160519_run2_calibration.Rmd

---
title: 'Run 2: Oman 2015 NO$_3$ $\delta^{15}N$ and $\delta^{18}O$'
subtitle: "Source file: 160519_run2_calibration.Rmd"
date: "`r Sys.Date()`"
output:
  html_document: 
    css: stylesheet.css
    fig_caption: yes
    number_sections: yes
    df_print: paged
    toc: yes
    toc_float: true
    toc_depth: 3
    code_folding: show
editor_options:
  chunk_output_type: console
---


```{r setup, include=FALSE}
library(isoreader)
library(isoprocessor)
library(isorunN2O)
library(tidyverse)
library(latex2exp)
library(readxl)
library(ggplot2)
library(plotly)
library(stringr)
library(knitr)

opts_knit$set(root.dir = ".", output_dir = file.path("docs"))
source(file.path("scripts", "functions.R"))
```


The dissolved $NO_3$ isotopic composition was measured using the denitrifier method coupled to GC-IRMS as described in the methods section of the manuscript.
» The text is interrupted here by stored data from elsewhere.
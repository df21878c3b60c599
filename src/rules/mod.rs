//! Rules engine seam.
//!
//! The orchestrator never interprets chess itself: legality, move
//! application, notation and game-end detection all go through
//! [`RulesEngine`].

mod chess;

pub use chess::ChessRules;

use crate::types::{Position, Side, TerminalReason};
use derive_getters::Getters;
use derive_more::{Display, Error};

/// A move the engine accepted.
#[derive(Debug, Clone, PartialEq, Eq, Getters)]
pub struct EngineMove {
    /// Canonical notation for the move (SAN).
    notation: String,
    /// Position after the move.
    position: Position,
}

impl EngineMove {
    /// Creates an accepted-move record.
    pub fn new(notation: String, position: Position) -> Self {
        Self { notation, position }
    }
}

/// The engine refused a candidate move; the position is unchanged.
#[derive(Debug, Clone, PartialEq, Eq, Display, Error)]
#[display("move {candidate} rejected: {reason}")]
pub struct MoveRejected {
    /// The candidate as given.
    pub candidate: String,
    /// Why it was refused.
    pub reason: String,
}

/// Authority on positions, legality and game end.
pub trait RulesEngine: Send {
    /// Current position.
    fn position(&self) -> Position;

    /// Side whose turn it is.
    fn side_to_move(&self) -> Side;

    /// All legal moves in coordinate notation.
    fn legal_moves(&self) -> Vec<String>;

    /// Validates and commits `candidate`, a coordinate move.
    ///
    /// # Errors
    ///
    /// Returns [`MoveRejected`] if the candidate is malformed or illegal.
    fn apply_move(&mut self, candidate: &str) -> Result<EngineMove, MoveRejected>;

    /// Game-ending condition of the current position, if any.
    fn terminal(&self) -> Option<TerminalReason>;

    /// Returns to the initial position.
    fn reset(&mut self);
}
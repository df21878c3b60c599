//! Command-line interface for chess_duel.

use clap::{Parser, Subcommand};
use std::path::PathBuf;

/// Chess Duel - pit random and LLM move providers against each other
#[derive(Parser, Debug)]
#[command(name = "chess_duel")]
#[command(about = "Turn orchestrator for AI-vs-AI chess matches", long_about = None)]
#[command(version)]
pub struct Cli {
    /// Subcommand to run
    #[command(subcommand)]
    pub command: Command,
}

/// Available commands
#[derive(Subcommand, Debug)]
pub enum Command {
    /// Play one game to the end
    Play {
        /// Path to an arena config file (TOML)
        #[arg(short, long)]
        config: Option<PathBuf>,

        /// Model for White (`random` or a model identifier)
        #[arg(long)]
        white: Option<String>,

        /// Model for Black (`random` or a model identifier)
        #[arg(long)]
        black: Option<String>,

        /// Shared API key for remote models
        #[arg(long, env = "CHESS_DUEL_API_KEY", hide_env_values = true)]
        api_key: Option<String>,

        /// Print events as JSON lines
        #[arg(long)]
        json: bool,
    },

    /// Check that a model answers with the given credential
    Verify {
        /// Model identifier
        model: String,

        /// Endpoint override (`{model}` is substituted)
        #[arg(long)]
        endpoint: Option<String>,

        /// API key to test
        #[arg(long, env = "CHESS_DUEL_API_KEY", hide_env_values = true)]
        api_key: Option<String>,

        /// Request timeout in seconds
        #[arg(long, default_value = "30")]
        timeout_secs: u64,
    },
}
The following code steps through the calibration of measured isotopic values. The fluid samples processed here in this document were collected in Oman in the 2015 field season. 

Run 2 was based on acidified samples (for IC analysis) that were acidified using hydrochloric acid to a pH of ~3. At this low pH, all nitrite would have reacted away during storage so the measured sample was pure nitrate rather than $NO_x$.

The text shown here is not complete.